Le leader des Frères musulmans arrêté
Si aucune capitale n'a qualifié de "coup d'Etat" la suspension de la Constitution et la nomination d'un président intérimaire par l'armée, Washington a demandé aux nouvelles autorités de ne pas procéder à des "arrestations arbitraires" après un vaste coup de filet contre les plus hauts dirigeants des Frères musulmans.
Mohamed Morsi, premier président élu démocratiquement du pays, et sa garde rapprochée sont détenus par l'armée. Le Guide suprême de la confrérie Mohamed Badie a été arrêté pour "incitation au meurtre de manifestants", son numéro 2 Khairat al-Chater est sous le coup d'un mandat d'arrêt et le chef du Parti de la liberté et de la justice (PLJ), vitrine politique du mouvement islamiste, Saad eL-Katatni a également été arrêté.

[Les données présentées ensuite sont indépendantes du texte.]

// SPDX-License-Identifier: MIT
// Copyright (c) 2026 Alfred Jean LLC

//! Wiring for the queue, cache and real-time channel.
//!
//! A [`SyncEngine`] owns one of each, routes queue settlements and channel
//! events into the cache, and forwards connectivity edges to the queue and
//! cache. [`SyncEngine::mutate`] runs the optimistic update protocol:
//!
//! ```text
//! apply patch ──offline──────────────────────────► queue (patch held)
//!      │
//!    online ── execute ── ok ──────────────────────► commit + invalidate
//!                    ├── retryable failure ────────► queue (patch held)
//!                    └── rejected ─────────────────► roll back, error
//! ```
//!
//! A held patch is settled when its queued request leaves the queue:
//! committed once delivered, rolled back if rejected, out of retries,
//! evicted or removed.

use std::sync::atomic::{AtomicBool, Ordering};
use std::collections::HashMap;
use std::sync::Arc;

use offsync_core::{KeyPattern, NewRequest, QueryKey, RequestId};
use serde_json::Value;
use tokio::sync::watch;
use tokio_util::sync::CancellationToken;

use crate::cache::{CacheSink, PatchHandle, SyncCache};
use crate::channel::RealtimeChannel;
use crate::config::Config;
use crate::context::SyncContext;
use crate::error::Result;
use crate::executor::ExecuteRequest;
use crate::notify::NotifyKind;
use crate::queue::{RequestQueue, SettleFuture, SettleHook};

/// How a mutation was handled.
#[derive(Debug, Clone, PartialEq)]
pub enum MutationOutcome {
    /// The server accepted it; the committed cache value.
    Applied(Value),
    /// Deferred for replay; the optimistic value stays visible until the
    /// replay settles.
    Queued(RequestId),
}

/// Optimistic patches waiting on queued requests.
struct HeldPatches {
    cache: SyncCache,
    /// Locked across enqueue so a settlement cannot miss its handle.
    handles: tokio::sync::Mutex<HashMap<RequestId, PatchHandle>>,
}

impl SettleHook for HeldPatches {
    fn settled<'a>(&'a self, id: &'a RequestId, outcome: offsync_core::Result<()>) -> SettleFuture<'a> {
        Box::pin(async move {
            let handle = self.handles.lock().await.remove(id);
            let Some(handle) = handle else {
                return;
            };
            if let Err(e) = self.cache.commit_or_rollback(handle, outcome).await {
                tracing::debug!(id = %id, error = %e, "queued mutation not applied");
            }
        })
    }
}

pub struct SyncEngine {
    ctx: SyncContext,
    queue: RequestQueue,
    cache: SyncCache,
    channel: Option<RealtimeChannel>,
    held: Arc<HeldPatches>,
    started: AtomicBool,
    shutdown: CancellationToken,
}

impl SyncEngine {
    /// Builds the engine from `config`. The channel exists only when
    /// `[channel] url` is set. Nothing goes online until [`start`](Self::start).
    pub async fn new(config: &Config, ctx: SyncContext) -> Result<Self> {
        let rules = config.channel.rules()?;
        let queue = RequestQueue::open(config.queue.to_queue_config(), ctx.clone()).await?;
        let cache = SyncCache::new(config.cache.to_cache_config(), ctx.clone());
        queue.set_sink(Arc::new(cache.clone()));
        let held = Arc::new(HeldPatches { cache: cache.clone(), handles: Default::default() });
        queue.set_settle_hook(held.clone());

        let channel = config
            .channel
            .to_channel_config()
            .map(|channel| RealtimeChannel::websocket(channel, rules, ctx.clone()));

        let engine = SyncEngine {
            ctx,
            queue,
            cache,
            channel: None,
            held,
            started: AtomicBool::new(false),
            shutdown: CancellationToken::new(),
        };
        Ok(match channel {
            Some(channel) => engine.with_channel(channel),
            None => engine,
        })
    }

    /// Replaces the channel, routing its events into this engine's cache.
    pub fn with_channel(mut self, channel: RealtimeChannel) -> Self {
        channel.set_sink(Arc::new(self.cache.clone()) as Arc<dyn CacheSink>);
        self.channel = Some(channel);
        self
    }

    pub fn queue(&self) -> &RequestQueue {
        &self.queue
    }

    pub fn cache(&self) -> &SyncCache {
        &self.cache
    }

    pub fn channel(&self) -> Option<&RealtimeChannel> {
        self.channel.as_ref()
    }

    /// Applies the current connectivity, connects the channel and forwards
    /// every later edge to the queue and cache. Only the first call has
    /// any effect.
    pub fn start(&self, mut connectivity: watch::Receiver<bool>) {
        if self.started.swap(true, Ordering::AcqRel) {
            tracing::debug!("engine already started");
            return;
        }
        let online = *connectivity.borrow_and_update();
        self.apply_connectivity(online);
        if let Some(channel) = &self.channel {
            channel.connect();
        }

        let queue = self.queue.clone();
        let cache = self.cache.clone();
        let shutdown = self.shutdown.clone();
        tokio::spawn(async move {
            loop {
                tokio::select! {
                    _ = shutdown.cancelled() => break,
                    changed = connectivity.changed() => {
                        if changed.is_err() {
                            tracing::debug!("connectivity monitor closed");
                            break;
                        }
                        let online = *connectivity.borrow_and_update();
                        queue.set_online(online);
                        cache.set_online(online);
                    }
                }
            }
        });
    }

    fn apply_connectivity(&self, online: bool) {
        self.queue.set_online(online);
        self.cache.set_online(online);
    }

    /// Stops forwarding connectivity and closes the channel.
    pub fn shutdown(&self) {
        self.shutdown.cancel();
        if let Some(channel) = &self.channel {
            channel.disconnect();
        }
    }

    /// Applies `updater` to `key` optimistically and delivers `request`.
    ///
    /// The exact key is added to the request's invalidations so a queued
    /// replay reconciles the cache once it settles.
    pub async fn mutate<F>(
        &self,
        key: &QueryKey,
        request: NewRequest,
        updater: F,
    ) -> offsync_core::Result<MutationOutcome>
    where
        F: FnOnce(Option<&Value>) -> Value,
    {
        let request = request.invalidates(KeyPattern::exact(key).as_str());
        let handle = self.cache.apply_optimistic(key, updater)?;

        if !self.queue.is_online() {
            return self.defer(handle, request).await;
        }

        let call = ExecuteRequest::new(request.method, request.target.clone())
            .payload(request.payload.clone());
        match self.ctx.executor.execute(call).await {
            Err(err) if err.is_retryable() => {
                tracing::debug!(key = %key, error = %err, "direct mutation failed, queueing");
                self.defer(handle, request).await
            }
            result => {
                let settled = result.map(drop);
                if let (Err(err), Some(message)) = (&settled, &request.metadata.error_message) {
                    tracing::warn!(key = %key, error = %err, "mutation rejected");
                    self.ctx.notifier.notify(message, NotifyKind::Error);
                }
                self.cache.commit_or_rollback(handle, settled).await?;

                if let Some(message) = &request.metadata.success_message {
                    self.ctx.notifier.notify(message, NotifyKind::Success);
                }
                for pattern in &request.metadata.invalidates {
                    match KeyPattern::new(pattern) {
                        Ok(pattern) => self.cache.invalidate(&pattern),
                        Err(e) => tracing::warn!(error = %e, "skipping invalidation"),
                    }
                }
                Ok(MutationOutcome::Applied(self.cache.get(key).unwrap_or(Value::Null)))
            }
        }
    }

    /// Queues `request` and holds the patch until the queue settles it. If
    /// the request cannot be queued the patch is rolled back.
    async fn defer(
        &self,
        handle: PatchHandle,
        request: NewRequest,
    ) -> offsync_core::Result<MutationOutcome> {
        let mut handles = self.held.handles.lock().await;
        match self.queue.enqueue(request).await {
            Ok(id) => {
                handles.insert(id.clone(), handle);
                Ok(MutationOutcome::Queued(id))
            }
            Err(err) => {
                drop(handles);
                tracing::warn!(key = %handle.key(), error = %err, "could not queue mutation, rolling back");
                self.cache.rollback(handle).await?;
                Err(err)
            }
        }
    }
}

impl Drop for SyncEngine {
    fn drop(&mut self) {
        self.shutdown.cancel();
    }
}

#[cfg(test)]
#[path = "engine_tests.rs"]
mod tests;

Un haut responsable de l'armée a confirmé la détention "de façon préventive" de Mohamed Morsi, laissant entendre qu'il pourrait être poursuivi, alors que la justice le convoque lundi à un interrogatoire pour "insulte à l'institution judiciaire".
Un mort et deux blessés au Sinaï
Des affrontements entre pro et anti-Morsi avaient fait jeudi des dizaines de blessés dans le delta du Nil, après plus d'une semaine de mobilisation émaillée de violences ayant fait une cinquantaine de morts.
Au Sinaï, un soldat égyptien a été tué dans des attaques simultanées de militants islamistes qui ont tiré vendredi matin à la roquette et à la mitrailleuse sur des postes de police et militaire, a-t-on par ailleurs indiqué de source médicale. Deux soldats ont été blessés dans l'attaque d'un point de contrôle de l'armée à al-Gura, dans le nord de la péninsule.
Un poste de police et un bâtiment des renseignements militaires dans la ville frontalière de Rafah ont en outre été attaqués à la roquette, ont ajouté des sources de sécurité. L'une d'elles a précisé que des islamistes attaquaient des points de contrôle militaires et policiers dans plusieurs villes du nord du Sinaï. Les attaques n'ont pas été revendiquées.
Les islamistes radicaux se servent de la région nord de la péninsule, peu peuplée, comme d'un tremplin pour attaquer les forces de sécurité et Israël. Plusieurs islamistes ont publiquement menacé de commettre des violences en représailles.